Here we present a method to stabilize sternal fractures by using locked titanium plates in a low profile design. Performing subperiosteal dissection along the sternum while reducing the fracture, using depth limited drilling, and fixing the plates provides a safe surgical way.
Different ways to stabilize a sternal fracture are described in literature. Respecting different mechanisms of trauma such as the direct impact to the anterior chest wall or the flexion-compression injury of the trunk, there is a need to retain each sternal fragment in the correct position while neutralizing shearing forces to the sternum. Anterior sternal plating provides the best stability and is therefore increasingly used in most cases. However, many surgeons are reluctant to perform sternal osteosynthesis due to possible complications such as difficulties in preoperative planning, severe injuries to mediastinal organs, or failure of the performed method.
This manuscript describes one possible safe way to stabilize different types of sternal fractures in a step by step guidance for anterior sternal plating using low profile locking titanium plates. Before surgical treatment, a detailed survey of the patient and a three dimensional reconstructed computed tomography is taken out to get detailed information of the fracture’s morphology. The surgical approach is usually a midline incision. Its position can be described by measuring the distance from upper sternal edge to the fracture and its length can be approximated by the summation of 60 mm for the basis incision, the thickness of presternal soft tissue and the greatest distance between the fragments in case of multiple fractures.
Performing subperiosteal dissection along the sternum while reducing the fracture, using depth limited drilling, and fixing the plates prevents injuries to mediastinal organs and vessels.
Transverse fractures and oblique fractures at the corpus sterni are plated longitudinally, whereas oblique fractures of manubrium, sternocostal separation and any longitudinally fracture needs to be stabilized by a transverse plate from rib to sternum to rib. Usually the high convenience of a patient is seen during follow up as well as a precise reconstruction of the sternal morphology.
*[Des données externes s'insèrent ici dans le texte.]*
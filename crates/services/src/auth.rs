//! Authentication session lifecycle.
//!
//! A `SessionHandle` is created once and injected into every HTTP client. It
//! moves `SignedOut -> Active` on login and back to `SignedOut` or `Expired`
//! on logout or when the API answers 401. Consumers that need a token await
//! [`SessionHandle::wait_ready`] instead of polling.

use std::fmt;
use std::sync::Arc;

use reqwest::Client;
use tokio::sync::watch;
use url::Url;

use crate::api::wire::{LoginRequest, TokenPair};
use crate::api::{decode, ensure_success};
use crate::config::ApiConfig;
use crate::error::ApiError;

/// Tokens for a signed-in learner.
#[derive(Clone, PartialEq, Eq)]
pub struct AuthSession {
    pub username: String,
    pub access_token: String,
    pub refresh_token: Option<String>,
}

impl fmt::Debug for AuthSession {
    fn fmt(&self, f: &mut fmt::Formatter<'_>) -> fmt::Result {
        f.debug_struct("AuthSession")
            .field("username", &self.username)
            .field("access_token", &"<redacted>")
            .finish_non_exhaustive()
    }
}

#[derive(Debug, Clone, PartialEq, Eq, Default)]
pub enum SessionState {
    #[default]
    SignedOut,
    Active(AuthSession),
    Expired,
}

/// Shared, cloneable view of the current session.
#[derive(Clone)]
pub struct SessionHandle {
    state: Arc<watch::Sender<SessionState>>,
}

impl Default for SessionHandle {
    fn default() -> Self {
        Self::new()
    }
}

impl fmt::Debug for SessionHandle {
    fn fmt(&self, f: &mut fmt::Formatter<'_>) -> fmt::Result {
        f.debug_tuple("SessionHandle")
            .field(&*self.state.borrow())
            .finish()
    }
}

impl SessionHandle {
    #[must_use]
    pub fn new() -> Self {
        let (tx, _rx) = watch::channel(SessionState::SignedOut);
        Self {
            state: Arc::new(tx),
        }
    }

    /// Handle that is already signed in, for tests and pre-issued tokens.
    #[must_use]
    pub fn active(session: AuthSession) -> Self {
        let handle = Self::new();
        handle.sign_in(session);
        handle
    }

    pub fn sign_in(&self, session: AuthSession) {
        tracing::info!(username = %session.username, "session started");
        self.state.send_replace(SessionState::Active(session));
    }

    pub fn sign_out(&self) {
        self.state.send_replace(SessionState::SignedOut);
    }

    /// Drop the tokens after the server rejected them.
    pub fn expire(&self) {
        let previous = self.state.send_replace(SessionState::Expired);
        if matches!(previous, SessionState::Active(_)) {
            tracing::warn!("session expired");
        }
    }

    #[must_use]
    pub fn state(&self) -> SessionState {
        self.state.borrow().clone()
    }

    #[must_use]
    pub fn current(&self) -> Option<AuthSession> {
        match &*self.state.borrow() {
            SessionState::Active(session) => Some(session.clone()),
            _ => None,
        }
    }

    #[must_use]
    pub fn bearer_token(&self) -> Option<String> {
        self.current().map(|s| s.access_token)
    }

    /// Resolve once a session is active.
    ///
    /// # Errors
    ///
    /// Returns `ApiError::Unauthenticated` if the channel closes first, which
    /// only happens when every handle has been dropped.
    pub async fn wait_ready(&self) -> Result<AuthSession, ApiError> {
        let mut rx = self.state.subscribe();
        let state = rx
            .wait_for(|s| matches!(s, SessionState::Active(_)))
            .await
            .map_err(|_| ApiError::Unauthenticated)?;
        match &*state {
            SessionState::Active(session) => Ok(session.clone()),
            _ => Err(ApiError::Unauthenticated),
        }
    }
}

/// Exchanges credentials for tokens and activates the shared session.
#[derive(Clone)]
pub struct AuthClient {
    http: Client,
    base_url: Url,
    session: SessionHandle,
}

impl AuthClient {
    /// # Errors
    ///
    /// Returns `ApiError::Http` if the HTTP client cannot be built.
    pub fn new(config: &ApiConfig, session: SessionHandle) -> Result<Self, ApiError> {
        let http = Client::builder().timeout(config.timeout).build()?;
        Ok(Self {
            http,
            base_url: config.base_url.clone(),
            session,
        })
    }

    #[must_use]
    pub fn session(&self) -> &SessionHandle {
        &self.session
    }

    /// POST `login` and start a session on success.
    ///
    /// # Errors
    ///
    /// Returns `ApiError::Unauthenticated` for bad credentials, or other
    /// `ApiError`s for transport and payload failures.
    pub async fn login(&self, username: &str, password: &str) -> Result<AuthSession, ApiError> {
        let url = self.base_url.join("login")?;
        let response = self
            .http
            .post(url)
            .json(&LoginRequest { username, password })
            .send()
            .await?;
        let body = ensure_success(response).await?;
        let tokens: TokenPair = decode(&body)?;
        let tokens = tokens.validate()?;
        let session = AuthSession {
            username: username.to_owned(),
            access_token: tokens.access,
            refresh_token: Some(tokens.refresh),
        };
        self.session.sign_in(session.clone());
        Ok(session)
    }

    pub fn logout(&self) {
        self.session.sign_out();
    }
}

#[cfg(test)]
mod tests {
    use super::*;
    use std::time::Duration;

    fn session() -> AuthSession {
        AuthSession {
            username: "ada".into(),
            access_token: "tok-123".into(),
            refresh_token: Some("refresh".into()),
        }
    }

    #[test]
    fn lifecycle_moves_between_states() {
        let handle = SessionHandle::new();
        assert_eq!(handle.state(), SessionState::SignedOut);
        assert!(handle.bearer_token().is_none());

        handle.sign_in(session());
        assert_eq!(handle.bearer_token().as_deref(), Some("tok-123"));

        handle.expire();
        assert_eq!(handle.state(), SessionState::Expired);
        assert!(handle.current().is_none());

        handle.sign_in(session());
        handle.sign_out();
        assert_eq!(handle.state(), SessionState::SignedOut);
    }

    #[test]
    fn debug_hides_tokens() {
        let rendered = format!("{:?}", session());
        assert!(rendered.contains("ada"));
        assert!(!rendered.contains("tok-123"));
    }

    #[tokio::test]
    async fn wait_ready_resolves_after_sign_in() {
        let handle = SessionHandle::new();
        let waiter = {
            let handle = handle.clone();
            tokio::spawn(async move { handle.wait_ready().await })
        };
        tokio::time::sleep(Duration::from_millis(10)).await;
        assert!(!waiter.is_finished());

        handle.sign_in(session());
        let ready = waiter.await.unwrap().unwrap();
        assert_eq!(ready.username, "ada");
    }

    #[tokio::test]
    async fn wait_ready_is_immediate_when_active() {
        let handle = SessionHandle::active(session());
        assert_eq!(handle.wait_ready().await.unwrap(), session());
    }
}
Fractures sternales sont rares et surviennent chez environ 3-8% de toutes les victimes de traumatismes 1. Habituellement, ces fractures sont causées par un traumatisme contondant. La plupart peuvent être traités de façon conservatrice avec une consolidation suffisante de la fracture. Certaines fractures montrent la guérison prolongée ou même une absence de consolidation avec le développement consécutive d'un pseudarthrose douloureuse et persistante instabilité 2,3. Dans ces cas, une stabilisation chirurgicale doit être considérée. En respectant les différents traumatismes mécanismes responsables de fractures du sternum tels que l'impact direct de la paroi thoracique antérieure ou la blessure de flexion-compression du tronc, une stabilisation principalement des fractures doit être considérée 4-6. Indications possibles pour le traitement chirurgical sont: la douleur sévère ou persistante; échec ou la dépendance à la ventilation mécanique des voies respiratoires; décalée, les fractures se chevauchent ou affectées, ainsi que la déformation ou l'instabilité du sternum; posture voûtée et restreintemouvement du tronc 7.
Il est nécessaire de maintenir chaque fragment sternale dans la position correcte pendant la neutralisation des forces de cisaillement sur le sternum, afin de rétablir la forme anatomique et la fonction normale de la paroi thoracique antérieure. Dans ce contexte placage sternale antérieure offre la meilleure stabilité et est donc de plus en plus utilisé dans la majorité des cas. L'avantage de la stabilité en utilisant une plaque à la place des fils a déjà été décrite dans la fermeture du sternum après une sternotomie médiane 8. L'utilisation de plaques verrouillé gagne en importance en raison de leurs avantages dans la fixation biologique interne. Le principe de verrouillage est une plaque de la fixation entre la tête de vis filetée et le trou fileté de la plaque. Ainsi la plaque verrouillée agit comme un fixateur interne avec l'avantage d'un contact plaque-os minimisé la préservation de la vascularisation du périoste dessous de la plaque 9.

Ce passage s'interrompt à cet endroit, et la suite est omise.